ABOUT ME

E-Mail me at: divebimbo@lizardland.co.uk

Lizardland is my small, virtual empire. My name is Stuart Morrison and I have been diving for ten years and have been involved in technical diving since the early nineties.

I began diving on the island of Martha's Vineyard, just off the coast of Massachussetts in the USA. I learned from a guy I used to surf with who had some obscure certification but was nowhere near an instructor. I knew no better and he rented some equipment for me, and standing on the beach he taught me the four things I needed to know so I would not die:
Me at the Gouffre de Cabouy in south-western France


We finished our beer, shuffled into the water and returned an hour later, having cheated death.

In 1993 I returned to Britain and realised that water could be both cold and murky. These were the great days of Aquacorps and Sub Aqua magazines, Dick Rutkowski advocating oxygen to improve your sex life, Anne Kristovich doing some of the most important cave explorations of the time and Michael Menduno publishing photographs of her naked, Captain Billy's did the best gas on the planet, WKPP was a brand of peanuts and DIR only meant anything to computer nerds (oh well, at least that hasn't changed). Diving may have been less safe than a Beirut tea shop but it was a lot of fun.

In winter 1993/4 we got hold of copies of Mixed Gas Diving by Tom Mount et al and with jaws hanging open we set about recreating our heroes' efforts. Armed with two independant 12 litre back-mounted cylinders and two ex-fire brigade 6 litre side-mount bottles we laid siege to a deep wall on the shores of Loch Fyne in Scotland. We may have had helium and oxygen, but we never had an analyser so we mixed heliair in our twinsets and for deco we had air in one bottle and oxygen in the other. Our tables came from the US Navy's extreme exposure air tables and a bit of guess work.
 

At 11.53am one icey Saturday morning, we, Brian Dunnett and I, tumbled down the rocks and bounced into the water. We sunk like stones and breathing like old men, we inflated our stab jackets -- his a Buddy Commando and mine a Seapeks -- and our suits, then managed to stop. A look at our depth gauges showed 51m after a bottom time of about 3 minutes, we looked at each other, made a thumbs up and belted for our first stops. We decoed out, and very sheepishly threw everything into the back of the manky Land Rover and went home, hardly saying a word. Brian stopped diving about a year later. A couple of years after that I decided that it might be best to learn through an instructor and after a 50min flight to Stavanger and a week of the coldest diving I have done I got the cert.

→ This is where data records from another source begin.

//! Database connection management

use sqlx::{Pool, Postgres};
use std::time::Duration;
use crate::config::DatabaseConfig;
use crate::utils::errors::KarmaHubError;

pub type DatabasePool = Pool<Postgres>;

const ACQUIRE_TIMEOUT: Duration = Duration::from_secs(30);
const IDLE_TIMEOUT: Duration = Duration::from_secs(600);
const MAX_LIFETIME: Duration = Duration::from_secs(1800);

/// Create a new database connection pool
pub async fn create_pool(config: &DatabaseConfig) -> Result<DatabasePool, KarmaHubError> {
    let pool = sqlx::postgres::PgPoolOptions::new()
        .max_connections(config.max_connections)
        .min_connections(config.min_connections)
        .acquire_timeout(ACQUIRE_TIMEOUT)
        .idle_timeout(Some(IDLE_TIMEOUT))
        .max_lifetime(Some(MAX_LIFETIME))
        .connect(&config.url)
        .await?;

    // Test the connection
    sqlx::query("SELECT 1")
        .execute(&pool)
        .await?;

    tracing::info!(max_connections = config.max_connections, "Database connection pool created successfully");
    Ok(pool)
}

/// Run database migrations
pub async fn run_migrations(pool: &DatabasePool) -> Result<(), KarmaHubError> {
    tracing::info!("Running database migrations...");

    sqlx::migrate!("./migrations")
        .run(pool)
        .await?;

    tracing::info!("Database migrations completed successfully");
    Ok(())
}

/// Check database health
pub async fn health_check(pool: &DatabasePool) -> Result<(), KarmaHubError> {
    sqlx::query("SELECT 1")
        .execute(pool)
        .await?;

    Ok(())
}
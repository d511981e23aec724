//! Shared application state
//!
//! Handed to every request handler through axum's `State`.

use std::sync::Arc;
use crate::config::Settings;
use crate::database::{DatabasePool, DatabaseService};
use crate::services::ServiceFactory;
use crate::utils::errors::Result;

#[derive(Clone)]
pub struct AppState {
    pub settings: Arc<Settings>,
    pub database: DatabaseService,
    pub services: ServiceFactory,
}

impl AppState {
    /// Wire repositories and services on top of a connection pool
    pub fn new(settings: Settings, pool: DatabasePool) -> Result<Self> {
        let database = DatabaseService::new(pool);
        let services = ServiceFactory::new(&settings, database.clone())?;

        Ok(Self {
            settings: Arc::new(settings),
            database,
            services,
        })
    }
}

Nitrox is no longer a gas for maniacs, every second diver has trimix or a rebreather or both. The KKK, sorry typing error, I meant the WKPP forced DIR on to us and, dammit, diving got safe. AquaCORPS gave way to Immersed and 9>90, Captain Billy folded his tents, even PADI started to think about tech courses. I must have been doing something right because I haven't died once in ten years.

While in New England I got introduced to the great sport of mine diving. Old shafts and tunnels abandoned because they were on the verge of collapse, now filled with water, and ready to be explored by divers. I did two or three and thought no more of it. A few years later a Cave Diving Group (CDG) member showed me Holme Bank mine in Derbyshire, UK. We stood in the sump pool, I was scared shitless, intending only to swim a few metres in then come straight out. One hour later I came out, we took a breather then went back underwater. Outside it was snowing but in the mine it was warm and the water, although chilly, was crystal clear and blue. On the four hour train ride home, I passed the time pouring over the NSS-CDS manual I had just bought and the grainy copy of a WKPP video I had just watched. From the moment I had shone the beam of my light down that dark tunnel I knew that diving wrecks was not for me.
 

A few months later I took a flight to Jacksonville, Florida and then a $100 taxi ride to Live Oak (I found out at the Hertz desk that my Massachussetts driving licence had expired) and spent two weeks diving with John & Shelley Orlowski, getting cave certified through both NACD and IANTD.

Since then, most of my diving has revolved around cave diving. In 1997 I made a trip to the Dordogne & Lot areas of France after a chance phone conversation with Richard Stevenson of Deep Blue Diving in Congleton and ever since then I have been returning to the area  whenever I could. At one point I was making the 2000 mile round-trip journey by road every six weeks. It is very remote and very beautiful, the caves are visited by only a handful of divers and there are many sites still unexplored. Even the far reaches of known sites have wide open passage just waiting. Previous visits have involved mixed-gas diving, and XS was developed for one series of mixed gas dives there.
 

I have dived throughout Europe and North America and recently made a trip to Mexico with three other members of that original expedition to south-west France. In the early part of June 2000 I shall be returning with helium and scooters to explore a number of sites, including the Emergence du Ressel.